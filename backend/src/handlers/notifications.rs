//! Notification handlers

use axum::{
    extract::{Path, State},
    http::StatusCode,
    Json,
};
use uuid::Uuid;

use shared::models::Notification;

use crate::error::AppResult;
use crate::middleware::CurrentUser;
use crate::services::notifications::{BulkResult, UnreadCount};
use crate::services::NotificationService;
use crate::AppState;

/// List the caller's notifications, newest first
pub async fn list_notifications(
    State(state): State<AppState>,
    CurrentUser(user): CurrentUser,
) -> AppResult<Json<Vec<Notification>>> {
    let service = NotificationService::new(state.db.clone());
    Ok(Json(service.list(user.user_id).await?))
}

pub async fn unread_count(
    State(state): State<AppState>,
    CurrentUser(user): CurrentUser,
) -> AppResult<Json<UnreadCount>> {
    let service = NotificationService::new(state.db.clone());
    Ok(Json(service.unread_count(user.user_id).await?))
}

pub async fn mark_read(
    State(state): State<AppState>,
    CurrentUser(user): CurrentUser,
    Path(notification_id): Path<Uuid>,
) -> AppResult<Json<Notification>> {
    let service = NotificationService::new(state.db.clone());
    Ok(Json(service.mark_read(user.user_id, notification_id).await?))
}

pub async fn mark_all_read(
    State(state): State<AppState>,
    CurrentUser(user): CurrentUser,
) -> AppResult<Json<BulkResult>> {
    let service = NotificationService::new(state.db.clone());
    Ok(Json(service.mark_all_read(user.user_id).await?))
}

pub async fn delete_notification(
    State(state): State<AppState>,
    CurrentUser(user): CurrentUser,
    Path(notification_id): Path<Uuid>,
) -> AppResult<StatusCode> {
    let service = NotificationService::new(state.db.clone());
    service.delete(user.user_id, notification_id).await?;
    Ok(StatusCode::NO_CONTENT)
}

/// Delete all of the caller's notifications
pub async fn clear_all(
    State(state): State<AppState>,
    CurrentUser(user): CurrentUser,
) -> AppResult<Json<BulkResult>> {
    let service = NotificationService::new(state.db.clone());
    Ok(Json(service.clear_all(user.user_id).await?))
}
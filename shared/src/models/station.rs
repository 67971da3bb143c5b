//! Monitoring station models

use chrono::{DateTime, Utc};
use serde::{Deserialize, Serialize};
use uuid::Uuid;

/// A fixed geographic point for which weather is tracked
#[derive(Debug, Clone, Serialize, Deserialize, PartialEq)]
#[cfg_attr(feature = "sqlx", derive(sqlx::FromRow))]
pub struct Station {
    pub id: Uuid,
    pub name: String,
    pub latitude: f64,
    pub longitude: f64,
    pub elevation: Option<f64>,
    pub description: String,
    pub created_at: DateTime<Utc>,
    pub updated_at: DateTime<Utc>,
}

/// Station together with its most recent persisted reading
#[derive(Debug, Clone, Serialize, Deserialize)]
#[cfg_attr(feature = "sqlx", derive(sqlx::FromRow))]
pub struct StationOverview {
    #[serde(flatten)]
    #[cfg_attr(feature = "sqlx", sqlx(flatten))]
    pub station: Station,
    pub temperature: Option<f64>,
    pub humidity: Option<f64>,
    pub rain_chance: Option<f64>,
    pub wind_speed: Option<f64>,
    pub last_updated: Option<DateTime<Utc>>,
}
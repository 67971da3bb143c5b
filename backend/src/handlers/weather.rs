//! Weather ingestion, history, forecast and live handlers

use axum::{
    extract::State,
    http::StatusCode,
    Json,
};
use serde::Deserialize;
use uuid::Uuid;

use shared::models::{DailyAggregate, ForecastReport, LiveWeather};
use shared::types::MessageResponse;

use crate::error::AppResult;
use crate::extract::AppQuery;
use crate::middleware::{AdminUser, CurrentUser};
use crate::services::weather::IngestionSummary;
use crate::AppState;

#[derive(Debug, Deserialize)]
pub struct HistoryQuery {
    pub station_id: Option<Uuid>,
}

#[derive(Debug, Deserialize)]
pub struct ForecastQuery {
    pub latitude: Option<f64>,
    pub longitude: Option<f64>,
}

#[derive(Debug, Deserialize)]
pub struct LiveQuery {
    pub lat: Option<f64>,
    pub lon: Option<f64>,
}

/// Run one ingestion pass now; any failed station turns the answer into 502
pub async fn fetch_weather(
    State(state): State<AppState>,
    AdminUser(admin): AdminUser,
) -> AppResult<(StatusCode, Json<IngestionSummary>)> {
    tracing::info!(admin = %admin.email, "Manual weather ingestion triggered");
    let summary = state.weather_service().ingest_all().await?;

    let status = if summary.has_failures() {
        StatusCode::BAD_GATEWAY
    } else {
        StatusCode::OK
    };
    Ok((status, Json(summary)))
}

/// Daily aggregates of the past week
pub async fn history(
    State(state): State<AppState>,
    CurrentUser(_user): CurrentUser,
    AppQuery(query): AppQuery<HistoryQuery>,
) -> AppResult<Json<MessageResponse<Vec<DailyAggregate>>>> {
    let data = state.weather_service().history(query.station_id).await?;
    Ok(Json(MessageResponse::new("Weather history (past week)", data)))
}

/// Live daily forecast
pub async fn forecast(
    State(state): State<AppState>,
    CurrentUser(_user): CurrentUser,
    AppQuery(query): AppQuery<ForecastQuery>,
) -> AppResult<Json<ForecastReport>> {
    let report = state
        .weather_service()
        .forecast(query.latitude, query.longitude)
        .await?;
    Ok(Json(report))
}

/// Live current conditions
pub async fn live(
    State(state): State<AppState>,
    CurrentUser(_user): CurrentUser,
    AppQuery(query): AppQuery<LiveQuery>,
) -> AppResult<Json<LiveWeather>> {
    let weather = state.weather_service().live(query.lat, query.lon).await?;
    Ok(Json(weather))
}
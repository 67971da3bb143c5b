//! Authentication handlers

use axum::{extract::State, http::StatusCode, Json};
use serde::{Deserialize, Serialize};

use shared::models::UserProfile;
use shared::types::Role;

use crate::error::AppError;
use crate::extract::AppJson;
use crate::services::auth::RegisterInput;
use crate::services::AuthService;
use crate::AppState;

#[derive(Deserialize)]
pub struct LoginRequest {
    pub email: String,
    pub password: String,
}

#[derive(Serialize)]
pub struct LoginResponse {
    pub access_token: String,
    pub refresh_token: String,
    pub token_type: String,
    pub expires_in: i64,
    pub email: String,
    pub role: Role,
    pub first_name: String,
    pub last_name: String,
}

#[derive(Serialize)]
pub struct RegisterResponse {
    pub message: String,
    pub user: UserProfile,
}

#[derive(Serialize)]
pub struct TokenResponse {
    pub access_token: String,
    pub refresh_token: String,
    pub token_type: String,
    pub expires_in: i64,
}

#[derive(Deserialize)]
pub struct RefreshRequest {
    pub refresh_token: String,
}

/// Login endpoint handler
pub async fn login(
    State(state): State<AppState>,
    AppJson(body): AppJson<LoginRequest>,
) -> Result<Json<LoginResponse>, AppError> {
    let auth_service = AuthService::new(state.db.clone(), &state.config);
    let outcome = auth_service.login(&body.email, &body.password).await?;

    Ok(Json(LoginResponse {
        access_token: outcome.tokens.access_token,
        refresh_token: outcome.tokens.refresh_token,
        token_type: outcome.tokens.token_type,
        expires_in: outcome.tokens.expires_in,
        email: outcome.user.email,
        role: outcome.user.role,
        first_name: outcome.user.first_name,
        last_name: outcome.user.last_name,
    }))
}

/// Citizen registration endpoint handler
pub async fn register(
    State(state): State<AppState>,
    AppJson(body): AppJson<RegisterInput>,
) -> Result<(StatusCode, Json<RegisterResponse>), AppError> {
    let auth_service = AuthService::new(state.db.clone(), &state.config);
    let user = auth_service.register(body).await?;

    Ok((
        StatusCode::CREATED,
        Json(RegisterResponse {
            message: "User registered successfully.".to_string(),
            user,
        }),
    ))
}

/// Refresh token endpoint handler
pub async fn refresh(
    State(state): State<AppState>,
    AppJson(body): AppJson<RefreshRequest>,
) -> Result<Json<TokenResponse>, AppError> {
    let auth_service = AuthService::new(state.db.clone(), &state.config);
    let tokens = auth_service.refresh_token(&body.refresh_token).await?;

    Ok(Json(TokenResponse {
        access_token: tokens.access_token,
        refresh_token: tokens.refresh_token,
        token_type: tokens.token_type,
        expires_in: tokens.expires_in,
    }))
}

____

◆ Work item:
Which lines of the data include "caller"? Copy each of them.

◆ Response for this exercise:
/// List the caller's notifications, newest first
/// Delete all of the caller's notifications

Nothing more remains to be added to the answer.